This paper aims to investigate the relationship between commuting and spatial labour market developments in the framework of sustainability issues. To do so, we propose, first, an exploratory investigation of the effects of inbound commuter flows on employment in regional labour markets in Germany. Next, we address sustainability issues as a common umbrella for the relationship ‘economy-transportation’. In this context, we show that the German production system is faced with negative environmental externalities, which are clearly associated with a specific transport mode, viz. the private car. Negative environmental externalities as a result of modal choices in Germany are confirmed by data from EU-15 countries. Public transport, in particular the train, appears to be more environmentally-benign. Our results bring to light that, on average, commuter flows have a positive and robust effect on employment in the receiving German labour market districts, while, for commuting flows, public transport, especially the train, is a more environmentally-benign mode of transport, compared with the car, in reducing greenhouse gas emissions and energy consumption.

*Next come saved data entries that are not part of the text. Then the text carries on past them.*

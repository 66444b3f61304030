//! Long-lived owner of the controller and its broadcast receivers.

use std::sync::{Arc, Mutex, MutexGuard, PoisonError};

use edgelaunch_types::{Command, LifecycleState, SystemBroadcast};
use tracing::{debug, info};

use crate::Result;
use crate::controller::OverlayController;
use crate::events::{EventBus, OrientationAdapter, ScreenStateAdapter, Subscription};
use crate::host::Host;

pub struct OverlayService {
    host: Host,
    controller: Arc<OverlayController>,
    bus: EventBus,
    receivers: Mutex<Vec<Subscription>>,
}

impl OverlayService {
    #[must_use]
    pub fn new(host: Host, bus: EventBus) -> Self {
        Self {
            controller: Arc::new(OverlayController::new(host.clone())),
            host,
            bus,
            receivers: Mutex::new(Vec::new()),
        }
    }

    fn receivers(&self) -> MutexGuard<'_, Vec<Subscription>> {
        self.receivers.lock().unwrap_or_else(PoisonError::into_inner)
    }

    #[must_use]
    pub fn controller(&self) -> &Arc<OverlayController> {
        &self.controller
    }

    #[must_use]
    pub fn bus(&self) -> &EventBus {
        &self.bus
    }

    /// Subscribe the screen and orientation adapters. Calling this again
    /// replaces the existing receivers.
    pub fn register_receivers(&self) {
        let orientation = self.host.windows.display().orientation();
        let screen = ScreenStateAdapter::new(Arc::clone(&self.controller)).subscribe(&self.bus);
        let config = OrientationAdapter::new(Arc::clone(&self.controller), orientation)
            .subscribe(&self.bus);

        let old = std::mem::replace(&mut *self.receivers(), vec![screen, config]);
        debug!("Registered broadcast receivers (replaced {})", old.len());
    }

    pub fn unregister_receivers(&self) {
        let old = std::mem::take(&mut *self.receivers());
        if !old.is_empty() {
            debug!("Unregistered {} broadcast receivers", old.len());
        }
    }

    /// Start the service: receivers up, then the first launch.
    ///
    /// # Errors
    ///
    /// Returns the error of the initial launch. Receivers stay registered so
    /// later broadcasts and commands can recover.
    pub fn start(&self) -> Result<LifecycleState> {
        self.register_receivers();
        self.controller.launch()
    }

    /// # Errors
    ///
    /// Returns the error of the controller trigger.
    pub fn handle_command(&self, command: Command) -> Result<LifecycleState> {
        info!("Command {command}");
        self.controller.dispatch(command)
    }

    pub fn broadcast(&self, broadcast: &SystemBroadcast) -> usize {
        self.bus.publish(broadcast)
    }

    /// Drop every receiver and remove both windows.
    pub fn shutdown(&self) {
        self.unregister_receivers();
        self.controller.shutdown();
    }
}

In the light of possible policy strategies, the paper argues that sustainability may lead to positive economic effects; in particular, the improvement of the public transport system, which can provide more opportunities for sustainable commuting patterns, may lead to favourable employment perspectives for the local or regional labour force.

Suggested Citation

  • F. Tedeschi & A. Reggiani & P. Nijkamp, 2012. "Spatial Commuting Patterns of German Regional Labour Markets: A Sustainability Perspective," Working Papers wp819, Dipartimento Scienze Economiche, Universita' di Bologna.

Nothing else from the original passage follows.